Reprint the entire listing exactly.

[Start of Attachment]

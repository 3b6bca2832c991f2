use std::{
    io,
    net::{SocketAddr, UdpSocket},
    sync::{
        atomic::{AtomicBool, Ordering},
        Arc,
    },
    thread,
    time::Duration,
};

use crossbeam_channel::{unbounded, Receiver, Sender};
use tracing::{debug, error, info};

use crate::{
    flusher::{Control, Flusher},
    parser::parse_datagram,
    sink::Sink,
    state::State,
    table::TableConfiguration,
    telemetry::{Telemetry, TelemetrySnapshot},
};

pub(crate) struct DaemonConfiguration {
    pub table: TableConfiguration,
    pub flush_interval: Duration,
    pub key_prefix: String,
    pub debug: bool,
    pub max_packet_size: usize,
}

/// A statsd daemon.
///
/// Receives statsd packets over UDP, aggregates them into the live table, and periodically rotates the table out and
/// sends it to every configured sink.
///
/// Created with [`StatsDaemonBuilder`][crate::StatsDaemonBuilder].
pub struct StatsDaemon {
    config: DaemonConfiguration,
    socket: UdpSocket,
    local_addr: SocketAddr,
    sinks: Vec<Sink>,
    state: Arc<State>,
    telemetry: Arc<Telemetry>,
    shutdown: Arc<AtomicBool>,
    control_tx: Sender<Control>,
    control_rx: Receiver<Control>,
}

impl StatsDaemon {
    pub(crate) fn new(
        config: DaemonConfiguration,
        socket: UdpSocket,
        sinks: Vec<Sink>,
    ) -> io::Result<Self> {
        let local_addr = socket.local_addr()?;
        let state = Arc::new(State::new(config.table));
        let (control_tx, control_rx) = unbounded();

        Ok(StatsDaemon {
            config,
            socket,
            local_addr,
            sinks,
            state,
            telemetry: Arc::new(Telemetry::default()),
            shutdown: Arc::new(AtomicBool::new(false)),
            control_tx,
            control_rx,
        })
    }

    /// Gets a handle to the daemon.
    ///
    /// Handles can be used from any thread, before or after the daemon is started.
    pub fn handle(&self) -> DaemonHandle {
        DaemonHandle {
            local_addr: self.local_addr,
            telemetry: Arc::clone(&self.telemetry),
            shutdown: Arc::clone(&self.shutdown),
            control: self.control_tx.clone(),
        }
    }

    /// Runs the daemon.
    ///
    /// Spawns the flusher on a background thread, and then receives packets on the calling thread until shutdown is
    /// requested through a [`DaemonHandle`]. When this returns, the flusher has stopped, and anything aggregated since
    /// the last flush has been dropped.
    ///
    /// # Errors
    ///
    /// If the flusher thread cannot be spawned, an error will be returned.
    pub fn start(self) -> io::Result<()> {
        let StatsDaemon {
            config,
            socket,
            local_addr,
            sinks,
            state,
            telemetry,
            shutdown,
            control_tx,
            control_rx,
        } = self;

        let num_sinks = sinks.len();
        let flusher = Flusher::new(
            config.flush_interval,
            Arc::clone(&state),
            sinks,
            Arc::clone(&telemetry),
            control_rx,
        );
        let flusher_handle = thread::Builder::new()
            .name("statsd-server-flusher".to_string())
            .spawn(move || flusher.run())?;

        info!(
            %local_addr,
            num_sinks,
            flush_interval = ?config.flush_interval,
            percent_threshold = config.table.percent_threshold,
            "Listening for statsd packets."
        );

        let receiver = PacketReceiver { config: &config, state: &state, telemetry: &telemetry };
        receiver.run(&socket, &shutdown);

        // A send error means the flusher is already gone.
        let _ = control_tx.send(Control::Shutdown);
        if flusher_handle.join().is_err() {
            error!("Flusher thread panicked.");
        }

        info!("Daemon stopped.");
        Ok(())
    }
}

// Borrowed view of what the receive loop needs.
struct PacketReceiver<'a> {
    config: &'a DaemonConfiguration,
    state: &'a State,
    telemetry: &'a Telemetry,
}

impl PacketReceiver<'_> {
    fn run(&self, socket: &UdpSocket, shutdown: &AtomicBool) {
        let mut buf = vec![0; self.config.max_packet_size];
        while !shutdown.load(Ordering::Acquire) {
            match socket.recv_from(&mut buf) {
                Ok((len, peer)) => self.process_packet(&buf[..len], peer),
                Err(e) if would_block(&e) => {}
                Err(e) => {
                    self.telemetry.track_receive_error();
                    error!(error = %e, "Failed to receive packet.");
                }
            }
        }
    }

    fn process_packet(&self, packet: &[u8], peer: SocketAddr) {
        self.telemetry.track_packet_received(packet.len());
        if self.config.debug {
            debug!(%peer, packet = %String::from_utf8_lossy(packet), "Received packet.");
        }

        let mut updates = Vec::new();
        let mut parse_errors = 0;
        for result in parse_datagram(packet, &self.config.key_prefix) {
            match result {
                Ok(update) => updates.push(update),
                Err(e) => {
                    parse_errors += 1;
                    debug!(%peer, error = %e, "Dropping malformed metric.");
                }
            }
        }

        let applied = self.state.apply(updates);
        self.telemetry.track_updates(applied, parse_errors);
    }
}

fn would_block(err: &io::Error) -> bool {
    matches!(
        err.kind(),
        io::ErrorKind::WouldBlock | io::ErrorKind::TimedOut | io::ErrorKind::Interrupted
    )
}

/// A handle to a statsd daemon.
///
/// Handles are cheap to clone, and stay valid after the daemon stops: requests sent to a stopped daemon are ignored.
#[derive(Clone)]
pub struct DaemonHandle {
    local_addr: SocketAddr,
    telemetry: Arc<Telemetry>,
    shutdown: Arc<AtomicBool>,
    control: Sender<Control>,
}

impl DaemonHandle {
    /// Address the daemon is listening on.
    ///
    /// When the daemon was configured to bind to port 0, this holds the port that was actually assigned.
    pub fn local_addr(&self) -> SocketAddr {
        self.local_addr
    }

    /// Requests an immediate flush.
    ///
    /// The live table is rotated out and sent to every sink right away, on the flusher thread. The regular flush
    /// schedule is unaffected, and the flush interval is still used to compute counter rates.
    pub fn flush(&self) {
        let _ = self.control.send(Control::Flush);
    }

    /// Requests that the daemon shut down.
    ///
    /// The receive loop stops within one read timeout, and a flush that is in progress completes its sends first.
    pub fn shutdown(&self) {
        self.shutdown.store(true, Ordering::Release);
        let _ = self.control.send(Control::Shutdown);
    }

    /// Takes a snapshot of the daemon telemetry.
    pub fn telemetry(&self) -> TelemetrySnapshot {
        self.telemetry.snapshot()
    }
}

[End of Attachment]

▸ **Answer**
repository 3b6bca2832c991f2
use std::{
    io,
    net::{SocketAddr, UdpSocket},
    sync::{
        atomic::{AtomicBool, Ordering},
        Arc,
    },
    thread,
    time::Duration,
};

use crossbeam_channel::{unbounded, Receiver, Sender};
use tracing::{debug, error, info};

use crate::{
    flusher::{Control, Flusher},
    parser::parse_datagram,
    sink::Sink,
    state::State,
    table::TableConfiguration,
    telemetry::{Telemetry, TelemetrySnapshot},
};

pub(crate) struct DaemonConfiguration {
    pub table: TableConfiguration,
    pub flush_interval: Duration,
    pub key_prefix: String,
    pub debug: bool,
    pub max_packet_size: usize,
}

/// A statsd daemon.
///
/// Receives statsd packets over UDP, aggregates them into the live table, and periodically rotates the table out and
/// sends it to every configured sink.
///
/// Created with [`StatsDaemonBuilder`][crate::StatsDaemonBuilder].
pub struct StatsDaemon {
    config: DaemonConfiguration,
    socket: UdpSocket,
    local_addr: SocketAddr,
    sinks: Vec<Sink>,
    state: Arc<State>,
    telemetry: Arc<Telemetry>,
    shutdown: Arc<AtomicBool>,
    control_tx: Sender<Control>,
    control_rx: Receiver<Control>,
}

impl StatsDaemon {
    pub(crate) fn new(
        config: DaemonConfiguration,
        socket: UdpSocket,
        sinks: Vec<Sink>,
    ) -> io::Result<Self> {
        let local_addr = socket.local_addr()?;
        let state = Arc::new(State::new(config.table));
        let (control_tx, control_rx) = unbounded();

        Ok(StatsDaemon {
            config,
            socket,
            local_addr,
            sinks,
            state,
            telemetry: Arc::new(Telemetry::default()),
            shutdown: Arc::new(AtomicBool::new(false)),
            control_tx,
            control_rx,
        })
    }

    /// Gets a handle to the daemon.
    ///
    /// Handles can be used from any thread, before or after the daemon is started.
    pub fn handle(&self) -> DaemonHandle {
        DaemonHandle {
            local_addr: self.local_addr,
            telemetry: Arc::clone(&self.telemetry),
            shutdown: Arc::clone(&self.shutdown),
            control: self.control_tx.clone(),
        }
    }

    /// Runs the daemon.
    ///
    /// Spawns the flusher on a background thread, and then receives packets on the calling thread until shutdown is
    /// requested through a [`DaemonHandle`]. When this returns, the flusher has stopped, and anything aggregated since
    /// the last flush has been dropped.
    ///
    /// # Errors
    ///
    /// If the flusher thread cannot be spawned, an error will be returned.
    pub fn start(self) -> io::Result<()> {
        let StatsDaemon {
            config,
            socket,
            local_addr,
            sinks,
            state,
            telemetry,
            shutdown,
            control_tx,
            control_rx,
        } = self;

        let num_sinks = sinks.len();
        let flusher = Flusher::new(
            config.flush_interval,
            Arc::clone(&state),
            sinks,
            Arc::clone(&telemetry),
            control_rx,
        );
        let flusher_handle = thread::Builder::new()
            .name("statsd-server-flusher".to_string())
            .spawn(move || flusher.run())?;

        info!(
            %local_addr,
            num_sinks,
            flush_interval = ?config.flush_interval,
            percent_threshold = config.table.percent_threshold,
            "Listening for statsd packets."
        );

        let receiver = PacketReceiver { config: &config, state: &state, telemetry: &telemetry };
        receiver.run(&socket, &shutdown);

        // A send error means the flusher is already gone.
        let _ = control_tx.send(Control::Shutdown);
        if flusher_handle.join().is_err() {
            error!("Flusher thread panicked.");
        }

        info!("Daemon stopped.");
        Ok(())
    }
}

// Borrowed view of what the receive loop needs.
struct PacketReceiver<'a> {
    config: &'a DaemonConfiguration,
    state: &'a State,
    telemetry: &'a Telemetry,
}

impl PacketReceiver<'_> {
    fn run(&self, socket: &UdpSocket, shutdown: &AtomicBool) {
        let mut buf = vec![0; self.config.max_packet_size];
        while !shutdown.load(Ordering::Acquire) {
            match socket.recv_from(&mut buf) {
                Ok((len, peer)) => self.process_packet(&buf[..len], peer),
                Err(e) if would_block(&e) => {}
                Err(e) => {
                    self.telemetry.track_receive_error();
                    error!(error = %e, "Failed to receive packet.");
                }
            }
        }
    }

    fn process_packet(&self, packet: &[u8], peer: SocketAddr) {
        self.telemetry.track_packet_received(packet.len());
        if self.config.debug {
            debug!(%peer, packet = %String::from_utf8_lossy(packet), "Received packet.");
        }

        let mut updates = Vec::new();
        let mut parse_errors = 0;
        for result in parse_datagram(packet, &self.config.key_prefix) {
            match result {
                Ok(update) => updates.push(update),
                Err(e) => {
                    parse_errors += 1;
                    debug!(%peer, error = %e, "Dropping malformed metric.");
                }
            }
        }

        let applied = self.state.apply(updates);
        self.telemetry.track_updates(applied, parse_errors);
    }
}

fn would_block(err: &io::Error) -> bool {
    matches!(
        err.kind(),
        io::ErrorKind::WouldBlock | io::ErrorKind::TimedOut | io::ErrorKind::Interrupted
    )
}

/// A handle to a statsd daemon.
///
/// Handles are cheap to clone, and stay valid after the daemon stops: requests sent to a stopped daemon are ignored.
#[derive(Clone)]
pub struct DaemonHandle {
    local_addr: SocketAddr,
    telemetry: Arc<Telemetry>,
    shutdown: Arc<AtomicBool>,
    control: Sender<Control>,
}

impl DaemonHandle {
    /// Address the daemon is listening on.
    ///
    /// When the daemon was configured to bind to port 0, this holds the port that was actually assigned.
    pub fn local_addr(&self) -> SocketAddr {
        self.local_addr
    }

    /// Requests an immediate flush.
    ///
    /// The live table is rotated out and sent to every sink right away, on the flusher thread. The regular flush
    /// schedule is unaffected, and the flush interval is still used to compute counter rates.
    pub fn flush(&self) {
        let _ = self.control.send(Control::Flush);
    }

    /// Requests that the daemon shut down.
    ///
    /// The receive loop stops within one read timeout, and a flush that is in progress completes its sends first.
    pub fn shutdown(&self) {
        self.shutdown.store(true, Ordering::Release);
        let _ = self.control.send(Control::Shutdown);
    }

    /// Takes a snapshot of the daemon telemetry.
    pub fn telemetry(&self) -> TelemetrySnapshot {
        self.telemetry.snapshot()
    }
}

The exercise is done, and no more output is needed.